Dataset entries

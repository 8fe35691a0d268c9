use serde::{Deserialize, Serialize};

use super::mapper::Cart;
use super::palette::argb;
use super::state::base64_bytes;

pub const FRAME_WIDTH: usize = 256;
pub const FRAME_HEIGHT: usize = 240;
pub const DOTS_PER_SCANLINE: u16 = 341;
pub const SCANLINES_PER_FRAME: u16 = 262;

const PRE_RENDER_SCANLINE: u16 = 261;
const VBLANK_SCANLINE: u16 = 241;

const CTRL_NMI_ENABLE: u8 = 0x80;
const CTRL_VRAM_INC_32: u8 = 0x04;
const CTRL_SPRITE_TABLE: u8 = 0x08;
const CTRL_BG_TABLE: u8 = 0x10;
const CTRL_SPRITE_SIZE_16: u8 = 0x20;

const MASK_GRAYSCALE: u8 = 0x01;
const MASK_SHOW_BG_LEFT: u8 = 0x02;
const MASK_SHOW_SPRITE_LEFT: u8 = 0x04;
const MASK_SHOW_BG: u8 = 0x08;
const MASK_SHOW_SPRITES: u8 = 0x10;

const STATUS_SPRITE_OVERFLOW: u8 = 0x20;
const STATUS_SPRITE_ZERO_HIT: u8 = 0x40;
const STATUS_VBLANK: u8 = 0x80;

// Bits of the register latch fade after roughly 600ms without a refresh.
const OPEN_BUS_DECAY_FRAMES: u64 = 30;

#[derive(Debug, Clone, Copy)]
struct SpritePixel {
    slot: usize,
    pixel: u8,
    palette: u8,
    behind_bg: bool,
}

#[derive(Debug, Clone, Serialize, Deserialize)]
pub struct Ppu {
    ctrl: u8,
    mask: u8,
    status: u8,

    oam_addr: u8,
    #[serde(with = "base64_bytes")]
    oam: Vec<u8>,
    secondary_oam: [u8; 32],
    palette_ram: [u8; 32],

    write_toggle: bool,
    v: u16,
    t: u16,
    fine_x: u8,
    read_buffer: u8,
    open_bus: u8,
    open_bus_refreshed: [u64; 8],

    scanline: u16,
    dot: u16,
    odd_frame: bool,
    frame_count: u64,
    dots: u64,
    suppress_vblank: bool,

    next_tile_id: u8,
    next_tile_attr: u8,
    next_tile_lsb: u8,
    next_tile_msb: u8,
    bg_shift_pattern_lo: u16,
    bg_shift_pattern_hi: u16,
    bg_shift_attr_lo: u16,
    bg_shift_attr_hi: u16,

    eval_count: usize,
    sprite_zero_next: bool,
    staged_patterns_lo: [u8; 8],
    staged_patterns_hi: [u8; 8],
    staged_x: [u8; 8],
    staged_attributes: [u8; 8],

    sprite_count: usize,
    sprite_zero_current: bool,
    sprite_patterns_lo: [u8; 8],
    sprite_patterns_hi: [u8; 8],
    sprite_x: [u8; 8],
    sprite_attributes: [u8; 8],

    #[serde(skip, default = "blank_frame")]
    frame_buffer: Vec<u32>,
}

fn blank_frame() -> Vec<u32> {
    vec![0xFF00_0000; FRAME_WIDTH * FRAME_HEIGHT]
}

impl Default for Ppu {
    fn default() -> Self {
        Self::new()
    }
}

--

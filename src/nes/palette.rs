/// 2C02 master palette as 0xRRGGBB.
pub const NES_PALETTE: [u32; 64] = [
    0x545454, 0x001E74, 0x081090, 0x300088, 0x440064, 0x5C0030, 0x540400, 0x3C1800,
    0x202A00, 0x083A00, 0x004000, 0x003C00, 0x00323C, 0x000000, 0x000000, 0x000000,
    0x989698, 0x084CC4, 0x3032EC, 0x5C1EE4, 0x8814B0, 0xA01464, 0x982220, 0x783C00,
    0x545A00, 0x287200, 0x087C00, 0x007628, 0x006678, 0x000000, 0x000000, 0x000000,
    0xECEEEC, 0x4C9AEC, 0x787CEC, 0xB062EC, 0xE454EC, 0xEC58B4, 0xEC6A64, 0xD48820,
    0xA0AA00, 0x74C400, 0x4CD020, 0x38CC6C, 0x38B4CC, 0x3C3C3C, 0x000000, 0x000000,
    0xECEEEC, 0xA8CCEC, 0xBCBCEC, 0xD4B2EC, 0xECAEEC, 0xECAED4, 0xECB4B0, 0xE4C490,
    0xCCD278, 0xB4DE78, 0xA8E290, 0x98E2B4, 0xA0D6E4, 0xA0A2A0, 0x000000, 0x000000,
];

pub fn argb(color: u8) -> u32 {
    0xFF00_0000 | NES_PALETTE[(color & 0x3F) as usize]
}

---

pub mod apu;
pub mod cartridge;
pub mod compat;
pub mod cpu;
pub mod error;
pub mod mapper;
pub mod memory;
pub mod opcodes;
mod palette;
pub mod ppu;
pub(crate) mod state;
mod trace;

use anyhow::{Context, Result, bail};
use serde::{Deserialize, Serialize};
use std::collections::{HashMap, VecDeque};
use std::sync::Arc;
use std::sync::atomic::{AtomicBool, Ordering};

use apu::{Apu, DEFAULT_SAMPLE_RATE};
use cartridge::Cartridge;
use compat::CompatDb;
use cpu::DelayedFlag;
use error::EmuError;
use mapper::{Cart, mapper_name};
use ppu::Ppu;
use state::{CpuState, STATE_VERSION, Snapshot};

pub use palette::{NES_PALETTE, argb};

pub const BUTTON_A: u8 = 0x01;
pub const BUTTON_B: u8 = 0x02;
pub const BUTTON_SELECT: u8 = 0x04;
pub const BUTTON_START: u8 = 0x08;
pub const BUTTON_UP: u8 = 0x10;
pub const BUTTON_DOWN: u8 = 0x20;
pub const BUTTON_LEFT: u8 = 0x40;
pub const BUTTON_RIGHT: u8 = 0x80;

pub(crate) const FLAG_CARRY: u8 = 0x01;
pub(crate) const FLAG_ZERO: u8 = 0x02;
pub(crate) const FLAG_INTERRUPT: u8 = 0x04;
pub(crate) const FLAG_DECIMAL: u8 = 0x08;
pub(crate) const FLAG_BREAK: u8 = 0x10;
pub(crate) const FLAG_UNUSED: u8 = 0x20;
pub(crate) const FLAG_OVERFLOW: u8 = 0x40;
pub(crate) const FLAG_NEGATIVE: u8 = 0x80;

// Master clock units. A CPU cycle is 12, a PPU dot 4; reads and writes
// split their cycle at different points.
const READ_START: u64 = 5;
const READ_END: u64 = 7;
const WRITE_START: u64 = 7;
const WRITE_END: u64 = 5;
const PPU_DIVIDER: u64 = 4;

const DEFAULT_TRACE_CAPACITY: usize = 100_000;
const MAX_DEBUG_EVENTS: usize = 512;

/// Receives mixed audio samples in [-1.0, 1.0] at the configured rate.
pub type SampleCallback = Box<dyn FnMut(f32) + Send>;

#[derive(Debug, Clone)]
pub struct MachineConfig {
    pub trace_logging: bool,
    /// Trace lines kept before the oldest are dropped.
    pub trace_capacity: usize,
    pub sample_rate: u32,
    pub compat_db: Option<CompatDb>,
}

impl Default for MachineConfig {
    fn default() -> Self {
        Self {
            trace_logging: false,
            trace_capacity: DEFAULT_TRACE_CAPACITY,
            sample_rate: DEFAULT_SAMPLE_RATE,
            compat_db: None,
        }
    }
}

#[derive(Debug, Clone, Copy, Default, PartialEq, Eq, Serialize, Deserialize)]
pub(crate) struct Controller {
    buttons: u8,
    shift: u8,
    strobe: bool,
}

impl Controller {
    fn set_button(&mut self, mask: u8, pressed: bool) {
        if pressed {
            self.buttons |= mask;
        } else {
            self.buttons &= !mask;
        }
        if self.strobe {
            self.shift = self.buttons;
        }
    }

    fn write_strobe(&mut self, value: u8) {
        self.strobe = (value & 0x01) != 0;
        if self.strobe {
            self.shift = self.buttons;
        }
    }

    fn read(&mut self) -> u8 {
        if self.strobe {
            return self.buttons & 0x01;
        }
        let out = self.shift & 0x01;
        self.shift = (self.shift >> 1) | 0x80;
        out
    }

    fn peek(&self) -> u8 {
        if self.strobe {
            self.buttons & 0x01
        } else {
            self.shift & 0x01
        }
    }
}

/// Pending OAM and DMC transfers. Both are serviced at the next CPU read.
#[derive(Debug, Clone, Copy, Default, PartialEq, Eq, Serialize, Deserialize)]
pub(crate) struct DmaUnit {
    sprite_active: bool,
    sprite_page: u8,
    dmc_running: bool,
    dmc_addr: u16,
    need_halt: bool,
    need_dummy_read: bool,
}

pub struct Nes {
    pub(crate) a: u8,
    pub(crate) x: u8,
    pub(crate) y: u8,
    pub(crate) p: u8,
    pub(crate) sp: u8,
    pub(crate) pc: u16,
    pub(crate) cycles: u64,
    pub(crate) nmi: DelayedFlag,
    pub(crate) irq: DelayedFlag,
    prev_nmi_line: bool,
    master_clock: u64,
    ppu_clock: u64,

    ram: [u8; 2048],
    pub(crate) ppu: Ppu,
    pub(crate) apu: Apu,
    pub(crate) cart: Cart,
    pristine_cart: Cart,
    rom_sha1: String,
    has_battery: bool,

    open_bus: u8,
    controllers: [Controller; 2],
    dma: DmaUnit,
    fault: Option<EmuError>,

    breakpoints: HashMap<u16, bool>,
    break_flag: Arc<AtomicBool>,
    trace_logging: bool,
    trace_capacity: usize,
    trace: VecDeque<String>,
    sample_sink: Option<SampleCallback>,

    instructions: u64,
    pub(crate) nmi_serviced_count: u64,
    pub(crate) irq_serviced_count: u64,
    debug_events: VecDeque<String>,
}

Task to complete >> Bring together every line in the entries that holds the string "DmaUnit".

Response below >>
pub(crate) struct DmaUnit {
    dma: DmaUnit,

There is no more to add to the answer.